• **Instructions to follow**
When you answer, restate the entries below without altering anything.

[Stored data entries]

********************

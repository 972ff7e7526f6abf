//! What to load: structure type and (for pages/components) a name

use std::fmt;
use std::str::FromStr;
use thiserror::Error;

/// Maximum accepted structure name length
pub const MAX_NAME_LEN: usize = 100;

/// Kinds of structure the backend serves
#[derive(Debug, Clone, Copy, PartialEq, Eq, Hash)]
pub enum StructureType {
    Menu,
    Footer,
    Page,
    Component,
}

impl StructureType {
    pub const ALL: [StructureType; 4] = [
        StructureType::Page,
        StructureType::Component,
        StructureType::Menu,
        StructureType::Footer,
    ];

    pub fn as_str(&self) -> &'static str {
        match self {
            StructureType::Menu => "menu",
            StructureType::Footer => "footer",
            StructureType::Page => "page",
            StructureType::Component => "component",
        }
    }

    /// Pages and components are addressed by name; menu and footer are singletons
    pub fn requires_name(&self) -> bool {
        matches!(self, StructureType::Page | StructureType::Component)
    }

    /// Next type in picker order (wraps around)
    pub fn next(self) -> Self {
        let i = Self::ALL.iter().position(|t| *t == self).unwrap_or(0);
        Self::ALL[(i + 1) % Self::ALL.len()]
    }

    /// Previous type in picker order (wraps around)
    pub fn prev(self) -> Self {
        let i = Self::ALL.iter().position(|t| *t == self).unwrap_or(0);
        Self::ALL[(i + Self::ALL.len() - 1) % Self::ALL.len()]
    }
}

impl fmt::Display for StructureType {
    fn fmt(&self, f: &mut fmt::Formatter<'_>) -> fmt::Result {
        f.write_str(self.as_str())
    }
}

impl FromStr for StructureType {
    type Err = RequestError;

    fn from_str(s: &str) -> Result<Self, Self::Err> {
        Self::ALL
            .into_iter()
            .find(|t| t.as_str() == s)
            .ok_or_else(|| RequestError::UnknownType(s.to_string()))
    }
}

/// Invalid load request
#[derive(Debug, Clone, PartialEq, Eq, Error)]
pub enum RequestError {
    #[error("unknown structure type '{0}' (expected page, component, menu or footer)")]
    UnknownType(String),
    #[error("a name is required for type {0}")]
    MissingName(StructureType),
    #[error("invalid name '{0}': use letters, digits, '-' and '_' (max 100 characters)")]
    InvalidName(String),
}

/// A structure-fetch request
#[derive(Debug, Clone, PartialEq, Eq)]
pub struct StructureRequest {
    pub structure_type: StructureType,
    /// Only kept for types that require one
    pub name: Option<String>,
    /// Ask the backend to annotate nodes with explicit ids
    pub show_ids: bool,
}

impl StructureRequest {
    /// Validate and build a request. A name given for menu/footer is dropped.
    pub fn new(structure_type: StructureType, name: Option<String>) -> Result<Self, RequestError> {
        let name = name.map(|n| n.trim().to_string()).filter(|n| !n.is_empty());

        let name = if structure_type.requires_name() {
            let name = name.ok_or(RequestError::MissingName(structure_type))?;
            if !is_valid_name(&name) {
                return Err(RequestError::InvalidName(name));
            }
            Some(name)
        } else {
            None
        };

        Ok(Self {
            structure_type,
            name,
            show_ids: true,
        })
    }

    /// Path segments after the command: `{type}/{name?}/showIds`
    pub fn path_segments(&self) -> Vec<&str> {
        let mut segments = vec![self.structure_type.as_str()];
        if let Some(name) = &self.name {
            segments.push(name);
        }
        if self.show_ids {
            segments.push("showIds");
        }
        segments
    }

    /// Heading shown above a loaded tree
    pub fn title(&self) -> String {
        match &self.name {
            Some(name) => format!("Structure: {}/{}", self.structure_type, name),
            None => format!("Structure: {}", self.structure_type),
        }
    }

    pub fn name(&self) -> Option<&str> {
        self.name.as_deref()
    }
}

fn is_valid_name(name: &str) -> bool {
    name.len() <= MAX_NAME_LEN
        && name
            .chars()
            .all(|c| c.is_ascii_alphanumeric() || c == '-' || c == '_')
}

********************

• **Problem solution**
repository 972ff7e7526f6abf
//! What to load: structure type and (for pages/components) a name

use std::fmt;
use std::str::FromStr;
use thiserror::Error;

/// Maximum accepted structure name length
pub const MAX_NAME_LEN: usize = 100;

/// Kinds of structure the backend serves
#[derive(Debug, Clone, Copy, PartialEq, Eq, Hash)]
pub enum StructureType {
    Menu,
    Footer,
    Page,
    Component,
}

impl StructureType {
    pub const ALL: [StructureType; 4] = [
        StructureType::Page,
        StructureType::Component,
        StructureType::Menu,
        StructureType::Footer,
    ];

    pub fn as_str(&self) -> &'static str {
        match self {
            StructureType::Menu => "menu",
            StructureType::Footer => "footer",
            StructureType::Page => "page",
            StructureType::Component => "component",
        }
    }

    /// Pages and components are addressed by name; menu and footer are singletons
    pub fn requires_name(&self) -> bool {
        matches!(self, StructureType::Page | StructureType::Component)
    }

    /// Next type in picker order (wraps around)
    pub fn next(self) -> Self {
        let i = Self::ALL.iter().position(|t| *t == self).unwrap_or(0);
        Self::ALL[(i + 1) % Self::ALL.len()]
    }

    /// Previous type in picker order (wraps around)
    pub fn prev(self) -> Self {
        let i = Self::ALL.iter().position(|t| *t == self).unwrap_or(0);
        Self::ALL[(i + Self::ALL.len() - 1) % Self::ALL.len()]
    }
}

impl fmt::Display for StructureType {
    fn fmt(&self, f: &mut fmt::Formatter<'_>) -> fmt::Result {
        f.write_str(self.as_str())
    }
}

impl FromStr for StructureType {
    type Err = RequestError;

    fn from_str(s: &str) -> Result<Self, Self::Err> {
        Self::ALL
            .into_iter()
            .find(|t| t.as_str() == s)
            .ok_or_else(|| RequestError::UnknownType(s.to_string()))
    }
}

/// Invalid load request
#[derive(Debug, Clone, PartialEq, Eq, Error)]
pub enum RequestError {
    #[error("unknown structure type '{0}' (expected page, component, menu or footer)")]
    UnknownType(String),
    #[error("a name is required for type {0}")]
    MissingName(StructureType),
    #[error("invalid name '{0}': use letters, digits, '-' and '_' (max 100 characters)")]
    InvalidName(String),
}

/// A structure-fetch request
#[derive(Debug, Clone, PartialEq, Eq)]
pub struct StructureRequest {
    pub structure_type: StructureType,
    /// Only kept for types that require one
    pub name: Option<String>,
    /// Ask the backend to annotate nodes with explicit ids
    pub show_ids: bool,
}

impl StructureRequest {
    /// Validate and build a request. A name given for menu/footer is dropped.
    pub fn new(structure_type: StructureType, name: Option<String>) -> Result<Self, RequestError> {
        let name = name.map(|n| n.trim().to_string()).filter(|n| !n.is_empty());

        let name = if structure_type.requires_name() {
            let name = name.ok_or(RequestError::MissingName(structure_type))?;
            if !is_valid_name(&name) {
                return Err(RequestError::InvalidName(name));
            }
            Some(name)
        } else {
            None
        };

        Ok(Self {
            structure_type,
            name,
            show_ids: true,
        })
    }

    /// Path segments after the command: `{type}/{name?}/showIds`
    pub fn path_segments(&self) -> Vec<&str> {
        let mut segments = vec![self.structure_type.as_str()];
        if let Some(name) = &self.name {
            segments.push(name);
        }
        if self.show_ids {
            segments.push("showIds");
        }
        segments
    }

    /// Heading shown above a loaded tree
    pub fn title(&self) -> String {
        match &self.name {
            Some(name) => format!("Structure: {}/{}", self.structure_type, name),
            None => format!("Structure: {}", self.structure_type),
        }
    }

    pub fn name(&self) -> Option<&str> {
        self.name.as_deref()
    }
}

fn is_valid_name(name: &str) -> bool {
    name.len() <= MAX_NAME_LEN
        && name
            .chars()
            .all(|c| c.is_ascii_alphanumeric() || c == '-' || c == '_')
}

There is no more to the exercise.